Citicorp Select Investments resides in the company's strong credit card division. But industry sources say the broker-dealer is disorganized and has created dissension at rival units that sell mutual funds and annuities.

CSI, as it is known, was set up two years ago as a national full-service brokerage. Its aim was to provide the bank with hefty fees from the sale of mutual funds, annuities, and financial planning services. It employs 60 brokers and pitches its products primarily to Citibank credit card holders and branch customers.

To a large extent, that is the same strategy as the two other retail broker-dealers - Citicorp Financial Services Inc., a subsidiary of Citibank that began life as a discount broker and now has full brokerage powers, and Citi Brokerage, a full-service broker based in Arizona.

Private Bank Offerings

To further complicate the overlap, one of the fastest-growing areas of retail product sales at Citicorp resides in the private bank of its flagship, Citibank.

About 140 brokers from the unit hawk proprietary mutual funds and annuities to customers at many metropolitan New York branches. The profitable business was brought in-house earlier this year by transferring employees of a third-party broker, Landmark Financial Services, to Citi's payroll.

CSI and the two other broker-dealers sell products sponsored by a variety of vendors.

When the planned reorganization is over, Citicorp will have one retail broker-dealer and the separate system of brokers selling Citibank products in the New York branches.

Cost-Cutting Motive Denied

A Citicorp spokeswoman asserted that CSI's major function is to provide products and support to the bank's branches. Indeed, the New York brokers use investment research generated by CSI.

Bank officials maintain that the consolidation is a simple matter of housekeeping, unrelated to Citicorp's dramatic program to eliminate $1.7 billion of costs by the end of next year.

However, sources said that a few positions at Citicorp Select Investments, which is believed to employ about 250 people, have already been pared.

Citicorp officials would not comment on staff size.

"All the purposes of the corporation can be served by one [broker]," said Raymond Quinlan, vice president and head of Citicorp Select Investments.

Much internal carping, however, has been directed at CSI, which is viewed as a favorite child because of its connection to the once free-spending credit card division.
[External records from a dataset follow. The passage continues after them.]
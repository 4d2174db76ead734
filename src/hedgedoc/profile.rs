//! Parsing of `hedgedoc profile` output.

use crate::Result;
use crate::config::ServerConfig;

const SERVER_KEY: &str = "HEDGEDOC_SERVER=";
const USER_KEY: &str = "USER_NAME=";

/// Extracts the server and user from profile output.
///
/// Lines look like `HEDGEDOC_SERVER=https://md.example.org`; other lines are
/// ignored and the last occurrence of a key wins.
///
/// # Errors
///
/// Returns [`crate::Error::InvalidConfig`] if either value is missing or empty.
pub fn parse_profile(output: &str) -> Result<ServerConfig> {
    let mut server = String::new();
    let mut user = String::new();

    for line in output.lines() {
        if let Some(value) = line.strip_prefix(SERVER_KEY) {
            value.trim().clone_into(&mut server);
        } else if let Some(value) = line.strip_prefix(USER_KEY) {
            value.trim().clone_into(&mut user);
        }
    }

    ServerConfig::new(server, user)
}
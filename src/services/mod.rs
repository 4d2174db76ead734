//! Reference document services.
//!
//! The pipeline that turns a history into a document:
//!
//! ```text
//! taxonomy ──► classify ──► deduplicate ──► render
//!   (items)    (sections)    (sections)     (markdown)
//! ```
//!
//! [`ReferenceService`] wraps that pipeline together with the note service
//! calls needed to fetch history and publish the result.

mod classifier;
mod deduplication;
mod reference;

pub use classifier::{Classification, classify};
pub use deduplication::deduplicate;
pub use reference::{ReferenceService, filter_pinned, generate_markdown, write_reference};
For example, CSI employs about 200 people simply for training, product development, and back-office operations, according to an industry source. The other brokerage units are much leaner, and some are believed to be converting to the CSI administrative systems.

Brokers Sent to Branches

Mr. Quinlan is quick to say the brokerages and branches are working together without conflict. "It's not a competitive situation," he said.

CSI brokers are now being hired for Citi's branch systems in Chicago and Florida. The Chicago branches previously used Landmark brokers, while Florida has been without an investment program for two years.

But in February, when Citibank's Washington, D.C., bank was converted from a third-party investment program to CSI, sparks flew.

CSI has a rigid investment plan that calls for brokers to offer recommended products, a strategy that may conflict with advice branch representatives have given their customers. One investment counselor in Washington was fined for not using the CSI model, said a mutual fund executive who insisted on anonymity.

"Change is difficult," Mr. Quinlan said, though he refused to comment on the Washington incident specifically.

The mutual fund executive had harsher words. "It's like slapping training wheels on a motor bike," he said.

Despite the clashes, Citicorp's investment programs have been growing. Sales of mutual fund investments at branches jumped 59% since yearend to over $2 billion in assets. In the past nine months Citibank vaulted to 7th place from 10th place among all banks, according to Lipper Analytical Services Inc.

Mr. Quinlan said he expects revenues from product sales at CSI to range from $50 million to $100 million in 1992, a healthy program by bank standards. One industry source said the figure sounded high and may include results of the New York branches.

To supplement in-bank sales, CSI has experimented with free-standing offices in Minneapolis, Los Angeles, and Rochester, N.Y. But Mr. Quinlan said: "We don't want to overexpand. We deliberately restrained growth over the first year."